**Goal of the exercise**
List every line in this data where the string "WebOAuthHandler" occurs.

**Stored items**
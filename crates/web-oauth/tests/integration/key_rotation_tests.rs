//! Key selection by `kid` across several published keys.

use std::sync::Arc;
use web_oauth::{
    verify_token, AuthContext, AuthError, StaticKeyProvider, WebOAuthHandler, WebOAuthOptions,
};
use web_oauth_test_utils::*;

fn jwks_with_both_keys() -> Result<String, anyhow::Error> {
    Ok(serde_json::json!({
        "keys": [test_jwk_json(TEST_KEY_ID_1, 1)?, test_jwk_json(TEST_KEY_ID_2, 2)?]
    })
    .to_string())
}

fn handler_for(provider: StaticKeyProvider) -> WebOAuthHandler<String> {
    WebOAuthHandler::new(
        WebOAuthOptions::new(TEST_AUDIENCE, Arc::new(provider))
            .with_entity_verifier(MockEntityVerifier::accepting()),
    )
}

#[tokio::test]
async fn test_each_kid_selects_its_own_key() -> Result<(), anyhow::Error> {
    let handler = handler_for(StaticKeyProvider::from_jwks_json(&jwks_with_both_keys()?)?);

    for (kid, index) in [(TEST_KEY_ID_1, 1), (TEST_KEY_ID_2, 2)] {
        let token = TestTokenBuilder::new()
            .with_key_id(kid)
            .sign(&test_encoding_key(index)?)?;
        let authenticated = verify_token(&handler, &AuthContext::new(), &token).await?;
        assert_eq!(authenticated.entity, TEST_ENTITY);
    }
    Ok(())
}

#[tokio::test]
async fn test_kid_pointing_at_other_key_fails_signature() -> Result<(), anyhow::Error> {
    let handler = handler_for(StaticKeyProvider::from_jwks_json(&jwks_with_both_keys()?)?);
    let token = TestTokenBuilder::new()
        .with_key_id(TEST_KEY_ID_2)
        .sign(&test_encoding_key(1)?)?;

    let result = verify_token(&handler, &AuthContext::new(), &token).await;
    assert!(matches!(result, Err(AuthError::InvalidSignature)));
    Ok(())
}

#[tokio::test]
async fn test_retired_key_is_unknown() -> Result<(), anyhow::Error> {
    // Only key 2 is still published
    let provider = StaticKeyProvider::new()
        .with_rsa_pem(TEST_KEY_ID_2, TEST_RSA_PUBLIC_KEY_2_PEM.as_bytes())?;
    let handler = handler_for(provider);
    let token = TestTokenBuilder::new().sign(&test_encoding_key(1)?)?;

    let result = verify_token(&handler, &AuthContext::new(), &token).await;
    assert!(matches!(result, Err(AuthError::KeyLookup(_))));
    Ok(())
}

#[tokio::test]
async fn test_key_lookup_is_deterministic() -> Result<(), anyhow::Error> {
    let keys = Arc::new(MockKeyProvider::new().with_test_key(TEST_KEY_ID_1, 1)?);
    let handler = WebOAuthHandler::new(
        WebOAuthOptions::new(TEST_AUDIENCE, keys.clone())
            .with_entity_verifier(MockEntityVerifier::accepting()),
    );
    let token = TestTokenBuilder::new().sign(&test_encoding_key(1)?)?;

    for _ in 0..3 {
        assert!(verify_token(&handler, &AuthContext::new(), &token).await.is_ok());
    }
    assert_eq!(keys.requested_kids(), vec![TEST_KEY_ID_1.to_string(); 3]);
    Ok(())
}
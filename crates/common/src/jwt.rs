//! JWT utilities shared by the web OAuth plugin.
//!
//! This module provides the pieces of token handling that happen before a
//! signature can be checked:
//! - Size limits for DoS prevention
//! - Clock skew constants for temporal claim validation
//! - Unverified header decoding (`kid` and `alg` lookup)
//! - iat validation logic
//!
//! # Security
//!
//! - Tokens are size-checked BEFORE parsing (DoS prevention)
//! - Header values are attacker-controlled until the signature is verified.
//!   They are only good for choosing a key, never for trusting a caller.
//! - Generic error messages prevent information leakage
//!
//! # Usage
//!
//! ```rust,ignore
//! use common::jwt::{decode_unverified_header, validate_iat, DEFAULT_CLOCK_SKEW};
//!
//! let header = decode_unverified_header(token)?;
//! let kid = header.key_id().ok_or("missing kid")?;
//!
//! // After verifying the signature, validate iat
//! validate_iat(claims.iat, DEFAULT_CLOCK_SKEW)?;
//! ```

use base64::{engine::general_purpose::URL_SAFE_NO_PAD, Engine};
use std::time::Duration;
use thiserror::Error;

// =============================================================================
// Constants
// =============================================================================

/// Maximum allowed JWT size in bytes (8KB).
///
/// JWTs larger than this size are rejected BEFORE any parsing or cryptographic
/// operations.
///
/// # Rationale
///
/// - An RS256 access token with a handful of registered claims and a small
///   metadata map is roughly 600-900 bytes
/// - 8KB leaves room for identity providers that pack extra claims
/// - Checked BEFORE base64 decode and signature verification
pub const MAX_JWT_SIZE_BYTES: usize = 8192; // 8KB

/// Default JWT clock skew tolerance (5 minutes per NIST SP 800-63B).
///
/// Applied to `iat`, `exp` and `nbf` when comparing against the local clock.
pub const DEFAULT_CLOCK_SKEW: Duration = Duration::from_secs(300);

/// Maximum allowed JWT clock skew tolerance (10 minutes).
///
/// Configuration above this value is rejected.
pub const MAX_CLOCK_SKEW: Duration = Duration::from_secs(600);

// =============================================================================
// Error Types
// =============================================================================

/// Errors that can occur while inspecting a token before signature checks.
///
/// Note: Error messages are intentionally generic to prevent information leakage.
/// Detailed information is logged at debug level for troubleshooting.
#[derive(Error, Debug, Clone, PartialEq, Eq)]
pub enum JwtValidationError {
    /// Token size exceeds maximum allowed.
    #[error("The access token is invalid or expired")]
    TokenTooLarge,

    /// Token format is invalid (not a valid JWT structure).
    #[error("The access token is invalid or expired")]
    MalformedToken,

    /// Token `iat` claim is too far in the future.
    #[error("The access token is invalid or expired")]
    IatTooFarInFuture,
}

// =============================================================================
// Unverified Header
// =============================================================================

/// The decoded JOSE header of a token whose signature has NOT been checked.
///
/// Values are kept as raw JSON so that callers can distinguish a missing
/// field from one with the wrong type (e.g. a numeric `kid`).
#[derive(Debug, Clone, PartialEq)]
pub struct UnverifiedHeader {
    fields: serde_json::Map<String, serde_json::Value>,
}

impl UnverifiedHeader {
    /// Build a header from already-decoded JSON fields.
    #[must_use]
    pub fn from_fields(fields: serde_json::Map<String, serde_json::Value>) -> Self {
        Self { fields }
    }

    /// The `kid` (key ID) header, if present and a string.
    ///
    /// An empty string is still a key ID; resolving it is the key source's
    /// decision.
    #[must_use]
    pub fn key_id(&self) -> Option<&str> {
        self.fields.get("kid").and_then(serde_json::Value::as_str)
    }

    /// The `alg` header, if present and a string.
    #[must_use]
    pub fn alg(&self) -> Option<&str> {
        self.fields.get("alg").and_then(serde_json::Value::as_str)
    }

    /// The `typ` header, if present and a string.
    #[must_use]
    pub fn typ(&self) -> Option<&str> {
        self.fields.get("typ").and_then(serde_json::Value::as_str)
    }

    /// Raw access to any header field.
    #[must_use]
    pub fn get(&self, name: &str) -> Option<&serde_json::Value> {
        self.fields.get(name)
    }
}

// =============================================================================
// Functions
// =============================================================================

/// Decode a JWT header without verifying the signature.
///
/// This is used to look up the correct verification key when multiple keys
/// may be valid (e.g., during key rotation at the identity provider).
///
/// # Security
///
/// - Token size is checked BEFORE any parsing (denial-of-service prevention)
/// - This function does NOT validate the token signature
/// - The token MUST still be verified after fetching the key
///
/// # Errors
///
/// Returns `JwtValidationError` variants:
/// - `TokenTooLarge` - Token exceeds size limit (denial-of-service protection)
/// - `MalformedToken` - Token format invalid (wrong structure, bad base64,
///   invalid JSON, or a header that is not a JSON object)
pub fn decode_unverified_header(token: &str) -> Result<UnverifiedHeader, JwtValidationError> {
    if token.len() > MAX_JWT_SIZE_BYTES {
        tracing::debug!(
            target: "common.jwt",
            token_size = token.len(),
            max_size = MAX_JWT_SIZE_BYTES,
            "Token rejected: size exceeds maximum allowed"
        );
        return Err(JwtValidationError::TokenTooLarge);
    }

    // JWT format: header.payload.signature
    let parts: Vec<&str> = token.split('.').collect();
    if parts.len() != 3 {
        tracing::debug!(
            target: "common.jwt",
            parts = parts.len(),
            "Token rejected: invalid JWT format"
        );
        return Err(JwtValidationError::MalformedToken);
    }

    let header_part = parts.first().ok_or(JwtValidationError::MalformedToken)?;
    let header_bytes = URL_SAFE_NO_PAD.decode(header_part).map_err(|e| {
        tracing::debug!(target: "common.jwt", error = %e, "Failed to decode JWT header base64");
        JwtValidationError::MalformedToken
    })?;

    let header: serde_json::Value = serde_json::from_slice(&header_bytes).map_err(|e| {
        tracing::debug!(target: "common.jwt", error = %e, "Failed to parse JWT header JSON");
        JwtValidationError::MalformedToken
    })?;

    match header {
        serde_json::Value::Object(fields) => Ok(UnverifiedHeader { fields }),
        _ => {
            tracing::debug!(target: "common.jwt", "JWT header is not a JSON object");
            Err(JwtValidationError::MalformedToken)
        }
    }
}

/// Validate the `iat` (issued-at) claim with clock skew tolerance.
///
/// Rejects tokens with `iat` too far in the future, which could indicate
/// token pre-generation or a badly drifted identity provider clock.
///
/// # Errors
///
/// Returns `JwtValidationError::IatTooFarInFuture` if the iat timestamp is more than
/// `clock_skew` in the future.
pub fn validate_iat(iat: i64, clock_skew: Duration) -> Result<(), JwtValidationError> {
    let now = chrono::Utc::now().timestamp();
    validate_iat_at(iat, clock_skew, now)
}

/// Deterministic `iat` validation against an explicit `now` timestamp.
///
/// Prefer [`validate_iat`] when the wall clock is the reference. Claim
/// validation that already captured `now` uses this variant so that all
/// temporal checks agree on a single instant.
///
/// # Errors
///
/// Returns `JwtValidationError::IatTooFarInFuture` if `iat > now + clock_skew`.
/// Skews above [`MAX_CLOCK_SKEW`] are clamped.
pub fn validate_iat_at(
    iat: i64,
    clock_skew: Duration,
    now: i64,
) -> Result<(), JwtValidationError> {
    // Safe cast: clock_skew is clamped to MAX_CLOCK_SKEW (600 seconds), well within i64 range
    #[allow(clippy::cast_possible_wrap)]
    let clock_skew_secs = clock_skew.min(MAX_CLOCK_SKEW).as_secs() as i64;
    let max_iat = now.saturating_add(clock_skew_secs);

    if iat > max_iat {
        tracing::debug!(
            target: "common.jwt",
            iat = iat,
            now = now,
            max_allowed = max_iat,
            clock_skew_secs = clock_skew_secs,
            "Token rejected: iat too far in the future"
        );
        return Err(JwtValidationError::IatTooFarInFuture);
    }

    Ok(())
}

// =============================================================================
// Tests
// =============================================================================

**Solution to this task**
    verify_token, AuthContext, AuthError, StaticKeyProvider, WebOAuthHandler, WebOAuthOptions,
fn handler_for(provider: StaticKeyProvider) -> WebOAuthHandler<String> {
    WebOAuthHandler::new(
    let handler = WebOAuthHandler::new(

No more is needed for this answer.